(Beginning of RECORDS PROVIDED)

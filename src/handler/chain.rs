//! Ordered handler fallback.

use crate::error::JsonApiError;
use crate::handler::RequestHandler;
use crate::model::Document;
use crate::request::{FetchRequest, JsonApiRequest, RelationshipModificationRequest, SaveRequest};

/// A chain trying an ordered list of handlers.
///
/// Each operation is offered to the handlers in registration order; a
/// handler declines by returning [`JsonApiError::UnsupportedType`], which
/// advances the chain. Any other outcome — success or failure — is final.
/// When every handler declines, the chain re-raises `UnsupportedType` for
/// the originally requested type.
///
/// This lets independently configured handler sets (e.g. several
/// registries owned by different application modules) compose without a
/// central type table.
#[derive(Default)]
pub struct HandlerChain {
    handlers: Vec<Box<dyn RequestHandler>>,
}

impl std::fmt::Debug for HandlerChain {
    fn fmt(&self, f: &mut std::fmt::Formatter<'_>) -> std::fmt::Result {
        f.debug_struct("HandlerChain")
            .field("handlers", &format!("<{} handlers>", self.handlers.len()))
            .finish()
    }
}

impl HandlerChain {
    /// Creates an empty chain.
    #[must_use]
    pub fn new() -> Self {
        Self::default()
    }

    /// Appends a handler to the chain. Returns `&mut Self` to allow
    /// method chaining.
    pub fn add_handler(&mut self, handler: impl RequestHandler + 'static) -> &mut Self {
        self.handlers.push(Box::new(handler));
        self
    }

    fn execute(
        &self,
        resource_type: &str,
        operation: impl Fn(&dyn RequestHandler) -> Result<Document, JsonApiError>,
    ) -> Result<Document, JsonApiError> {
        for handler in &self.handlers {
            match operation(handler.as_ref()) {
                Err(JsonApiError::UnsupportedType { .. }) => {}
                outcome => return outcome,
            }
        }

        Err(JsonApiError::unsupported_type(resource_type))
    }
}

impl RequestHandler for HandlerChain {
    fn fetch_resource(&self, request: &FetchRequest) -> Result<Document, JsonApiError> {
        self.execute(request.resource_type(), |handler| {
            handler.fetch_resource(request)
        })
    }

    fn fetch_resources(&self, request: &FetchRequest) -> Result<Document, JsonApiError> {
        self.execute(request.resource_type(), |handler| {
            handler.fetch_resources(request)
        })
    }

    fn fetch_relationship(&self, request: &FetchRequest) -> Result<Document, JsonApiError> {
        self.execute(request.resource_type(), |handler| {
            handler.fetch_relationship(request)
        })
    }

    fn save_resource(&self, request: &SaveRequest) -> Result<Document, JsonApiError> {
        self.execute(request.resource_type(), |handler| {
            handler.save_resource(request)
        })
    }

    fn delete_resource(&self, request: &JsonApiRequest) -> Result<Document, JsonApiError> {
        self.execute(request.resource_type(), |handler| {
            handler.delete_resource(request)
        })
    }

    fn modify_relationship(
        &self,
        request: &RelationshipModificationRequest,
    ) -> Result<Document, JsonApiError> {
        self.execute(request.resource_type(), |handler| {
            handler.modify_relationship(request)
        })
    }
}

// Verify HandlerChain is Send + Sync at compile time
const _: fn() = || {
    const fn assert_send_sync<T: Send + Sync>() {}
    assert_send_sync::<HandlerChain>();
};
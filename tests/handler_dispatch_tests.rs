//! Integration tests for handler routing: registry, chain and capability
//! defaults.

use jsonapi_server::error::JsonApiError;
use jsonapi_server::handler::{HandlerChain, HandlerRegistry, RequestHandler};
use jsonapi_server::http::HttpRequest;
use jsonapi_server::model::{Document, Resource};
use jsonapi_server::request::{FetchRequest, SaveRequest};

// ============================================================================
// Test handlers
// ============================================================================

/// A fetch-only handler answering for one resource type, labelling the
/// resources it builds so chain ordering is observable.
struct LabelledHandler {
    resource_type: &'static str,
    label: &'static str,
}

impl LabelledHandler {
    const fn new(resource_type: &'static str, label: &'static str) -> Self {
        Self {
            resource_type,
            label,
        }
    }

    fn check_type(&self, resource_type: &str) -> Result<(), JsonApiError> {
        if resource_type == self.resource_type {
            Ok(())
        } else {
            Err(JsonApiError::unsupported_type(resource_type))
        }
    }

    fn labelled(&self, id: &str) -> Resource {
        Resource::new(self.resource_type, id)
            .with_attribute("served_by", serde_json::json!(self.label))
    }
}

impl RequestHandler for LabelledHandler {
    fn fetch_resource(&self, request: &FetchRequest) -> Result<Document, JsonApiError> {
        self.check_type(request.resource_type())?;
        Ok(Document::single(Some(self.labelled(request.id()))))
    }

    fn fetch_resources(&self, request: &FetchRequest) -> Result<Document, JsonApiError> {
        self.check_type(request.resource_type())?;
        Ok(Document::collection(vec![self.labelled("1")]))
    }

    fn fetch_relationship(&self, request: &FetchRequest) -> Result<Document, JsonApiError> {
        self.check_type(request.resource_type())?;
        Ok(Document::single(None))
    }
}

/// A handler that always fails with a provider error, for verifying that
/// chains stop on non-sentinel errors.
struct FailingHandler;

impl RequestHandler for FailingHandler {
    fn fetch_resource(&self, _request: &FetchRequest) -> Result<Document, JsonApiError> {
        Err(JsonApiError::provider("backend offline"))
    }

    fn fetch_resources(&self, _request: &FetchRequest) -> Result<Document, JsonApiError> {
        Err(JsonApiError::provider("backend offline"))
    }

    fn fetch_relationship(&self, _request: &FetchRequest) -> Result<Document, JsonApiError> {
        Err(JsonApiError::provider("backend offline"))
    }
}

fn fetch(uri: &str) -> FetchRequest {
    FetchRequest::from_http_request(&HttpRequest::get(uri), "").unwrap()
}

fn served_by(document: &Document) -> String {
    document.primary_resources()[0].attributes["served_by"]
        .as_str()
        .unwrap()
        .to_string()
}

// ============================================================================
// Registry
// ============================================================================

#[test]
fn test_registry_routes_by_exact_type() {
    let mut registry = HandlerRegistry::new();
    registry
        .add_handler("tests", LabelledHandler::new("tests", "tests-handler"))
        .add_handler("examples", LabelledHandler::new("examples", "examples-handler"));

    let document = registry.fetch_resource(&fetch("/tests/test-1")).unwrap();
    assert_eq!(served_by(&document), "tests-handler");

    let document = registry.fetch_resource(&fetch("/examples/e-1")).unwrap();
    assert_eq!(served_by(&document), "examples-handler");
}

#[test]
fn test_registry_rejects_unmapped_types() {
    let mut registry = HandlerRegistry::new();
    registry.add_handler("tests", LabelledHandler::new("tests", "x"));

    let result = registry.fetch_resources(&fetch("/others"));
    assert!(matches!(
        result,
        Err(JsonApiError::UnsupportedType { resource_type }) if resource_type == "others"
    ));
}

#[test]
fn test_registry_write_operations_default_to_not_allowed() {
    let mut registry = HandlerRegistry::new();
    registry.add_handler("tests", LabelledHandler::new("tests", "x"));

    let save = SaveRequest::from_http_request(
        &HttpRequest::post("/tests", r#"{"data": {"type": "tests"}}"#),
        "",
    )
    .unwrap();

    assert!(matches!(
        registry.save_resource(&save),
        Err(JsonApiError::NotAllowed {
            operation: "save",
            ..
        })
    ));
}

// ============================================================================
// Chain
// ============================================================================

#[test]
fn test_chain_falls_through_to_the_supporting_handler() {
    let mut chain = HandlerChain::new();
    chain
        .add_handler(LabelledHandler::new("tests", "first"))
        .add_handler(LabelledHandler::new("examples", "second"));

    let document = chain.fetch_resource(&fetch("/examples/e-1")).unwrap();
    assert_eq!(served_by(&document), "second");
}

#[test]
fn test_chain_prefers_earlier_handlers() {
    let mut chain = HandlerChain::new();
    chain
        .add_handler(LabelledHandler::new("tests", "first"))
        .add_handler(LabelledHandler::new("tests", "second"));

    let document = chain.fetch_resource(&fetch("/tests/test-1")).unwrap();
    assert_eq!(served_by(&document), "first");
}

#[test]
fn test_chain_reraises_unsupported_type_when_all_decline() {
    let mut chain = HandlerChain::new();
    chain
        .add_handler(LabelledHandler::new("tests", "first"))
        .add_handler(LabelledHandler::new("examples", "second"));

    let result = chain.fetch_resource(&fetch("/others/o-1"));
    assert!(matches!(
        result,
        Err(JsonApiError::UnsupportedType { resource_type }) if resource_type == "others"
    ));
}

#[test]
fn test_empty_chain_declines_everything() {
    let chain = HandlerChain::new();
    assert!(matches!(
        chain.fetch_resources(&fetch("/tests")),
        Err(JsonApiError::UnsupportedType { .. })
    ));
}

#[test]
fn test_chain_stops_on_non_sentinel_errors() {
    // the failing handler answers for every type; the fallback must not run
    let mut chain = HandlerChain::new();
    chain
        .add_handler(FailingHandler)
        .add_handler(LabelledHandler::new("tests", "fallback"));

    let result = chain.fetch_resource(&fetch("/tests/test-1"));
    assert!(matches!(result, Err(JsonApiError::Provider { .. })));
}

#[test]
fn test_chain_of_registries_composes_without_a_central_table() {
    let mut module_a = HandlerRegistry::new();
    module_a.add_handler("tests", LabelledHandler::new("tests", "module-a"));

    let mut module_b = HandlerRegistry::new();
    module_b.add_handler("examples", LabelledHandler::new("examples", "module-b"));

    let mut chain = HandlerChain::new();
    chain.add_handler(module_a).add_handler(module_b);

    assert_eq!(
        served_by(&chain.fetch_resource(&fetch("/tests/t-1")).unwrap()),
        "module-a"
    );
    assert_eq!(
        served_by(&chain.fetch_resource(&fetch("/examples/e-1")).unwrap()),
        "module-b"
    );
}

(End of RECORDS PROVIDED)

• PROBLEM TO SOLVE
Each line above that contains "FailingHandler" must be copied out.

• ANSWER BOX
struct FailingHandler;
impl RequestHandler for FailingHandler {
        .add_handler(FailingHandler)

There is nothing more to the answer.